Pengumuman Pemerintah Negara tentang Zona Ekonomi Eksklusif terjadi pada 21 Maret 1980. Batas ZEE adalah selebar 200 mil yang dihitung dari garis dasar laut wilayah Indonesia. Aalasan-alasan yang mendorong Pemerintah mengumumkan ZEE adalah:

a)      Persediaan ikan yang semakin terbatas.

b)      Kebutuhan untuk pembangunan nasional Indonesia.

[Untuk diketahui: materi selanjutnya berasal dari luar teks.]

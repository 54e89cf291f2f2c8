// SPDX-FileCopyrightText: 2026 HotFlow Contributors
// SPDX-License-Identifier: MIT OR Apache-2.0

//! Domain types shared by the affiliate client, the copy generator and storage.

use chrono::{DateTime, Utc};
use rust_decimal::Decimal;
use serde::{Deserialize, Serialize};
use strum::{Display, EnumString};

/// Identifies the type of adapter behind a trait object.
#[derive(
    Debug, Clone, Copy, PartialEq, Eq, Hash, Display, EnumString, Serialize, Deserialize,
)]
pub enum AdapterType {
    Transport,
    Provider,
    Storage,
}

/// A normalized affiliate product record.
///
/// Built by the affiliate client from one upstream search entry and replaced
/// wholesale in storage whenever it is fetched again.
#[derive(Debug, Clone, PartialEq, Serialize, Deserialize)]
pub struct Item {
    pub item_id: i64,
    /// The search keyword that produced this item.
    pub category: String,
    pub title: String,
    pub image_url: Option<String>,
    pub price: Option<Decimal>,
    /// Price after the coupon amount, never below zero.
    pub coupon_price: Option<Decimal>,
    /// Commission as a fraction (upstream percentage / 100).
    pub commission_rate: Option<Decimal>,
    pub monthly_sales: Option<i64>,
    pub shop_score: Option<Decimal>,
    pub shop_title: Option<String>,
    pub item_url: Option<String>,
    pub coupon_url: Option<String>,
    pub coupon_info: Option<String>,
    pub tags: Vec<String>,
    /// The unmodified upstream entry.
    pub raw: serde_json::Map<String, serde_json::Value>,
}

impl Item {
    /// Creates an item with only the required fields set.
    pub fn new(item_id: i64, category: impl Into<String>, title: impl Into<String>) -> Self {
        Self {
            item_id,
            category: category.into(),
            title: title.into(),
            image_url: None,
            price: None,
            coupon_price: None,
            commission_rate: None,
            monthly_sales: None,
            shop_score: None,
            shop_title: None,
            item_url: None,
            coupon_url: None,
            coupon_info: None,
            tags: Vec::new(),
            raw: serde_json::Map::new(),
        }
    }
}

/// One generated marketing-copy variant for an item on a platform.
#[derive(Debug, Clone, PartialEq, Serialize, Deserialize)]
pub struct Creative {
    pub creative_id: String,
    pub item_id: i64,
    pub platform: String,
    /// 1-based index within the platform for a single generation call.
    pub variant: u32,
    pub content: String,
    /// The exact prompt sent to the model.
    pub prompt: String,
    pub model: String,
    pub temperature: f64,
    pub provider: String,
    pub created_at: DateTime<Utc>,
    pub metadata: serde_json::Value,
}

/// The parts of a [`Creative`] chosen by the generator; identity and
/// timestamp are assigned by [`Creative::new`].
#[derive(Debug, Clone)]
pub struct NewCreative<'a> {
    pub item_id: i64,
    pub platform: &'a str,
    pub variant: u32,
    pub content: String,
    pub prompt: &'a str,
    pub model: &'a str,
    pub temperature: f64,
    pub provider: &'a str,
    pub metadata: serde_json::Value,
}

impl Creative {
    /// Creates a creative with a fresh random id and the current UTC time.
    pub fn new(parts: NewCreative<'_>) -> Self {
        Self {
            creative_id: uuid::Uuid::new_v4().simple().to_string(),
            item_id: parts.item_id,
            platform: parts.platform.to_string(),
            variant: parts.variant,
            content: parts.content,
            prompt: parts.prompt.to_string(),
            model: parts.model.to_string(),
            temperature: parts.temperature,
            provider: parts.provider.to_string(),
            created_at: Utc::now(),
            metadata: parts.metadata,
        }
    }
}

/// Filter for reading items back from storage. Empty filters match everything.
#[derive(Debug, Clone, Default, PartialEq, Eq)]
pub struct ItemQuery {
    pub limit: Option<usize>,
    pub categories: Vec<String>,
    pub item_ids: Vec<i64>,
}

/// A single chat message.
#[derive(Debug, Clone, PartialEq, Eq, Serialize, Deserialize)]
pub struct ChatMessage {
    pub role: String,
    pub content: String,
}

impl ChatMessage {
    pub fn system(content: impl Into<String>) -> Self {
        Self {
            role: "system".to_string(),
            content: content.into(),
        }
    }

    pub fn user(content: impl Into<String>) -> Self {
        Self {
            role: "user".to_string(),
            content: content.into(),
        }
    }
}

/// A non-streaming chat completion request.
#[derive(Debug, Clone, PartialEq)]
pub struct ChatRequest {
    pub model: String,
    pub temperature: f64,
    pub messages: Vec<ChatMessage>,
}

/// The text of the first choice of a chat completion.
#[derive(Debug, Clone, PartialEq, Eq)]
pub struct ChatResponse {
    pub content: String,
    pub model: Option<String>,
}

c)      ZEE mempunyai kekuatan hokum internasional.

BAB IV

PERSENGKETAAN WILAYAH NKRI DENGAN MALAYSIA

  1. A. PERSENGKETAAN PULAU SIPADAN DAN LIGITAN

Tentang sengketa Pulau Sipadan dan Pulau Ligitan antara pihak NKRI dan Malaysia yang telah berlangsung lebih dari 40 tahun, akhirnya kedua Negara sepakat untuk diselesaikan dihadapan Mahkamah Internasional di Den Haag, Belanda. Pada tanggal 31 Mei 1997 kasus persengketaan Pulau Sipadan dan Pulau Ligitan ditandatangani di Mahkamah Internasional oleh pihak NKRI dan Malaysia untuk disidangkan dihadapan Mahkamah Internasional.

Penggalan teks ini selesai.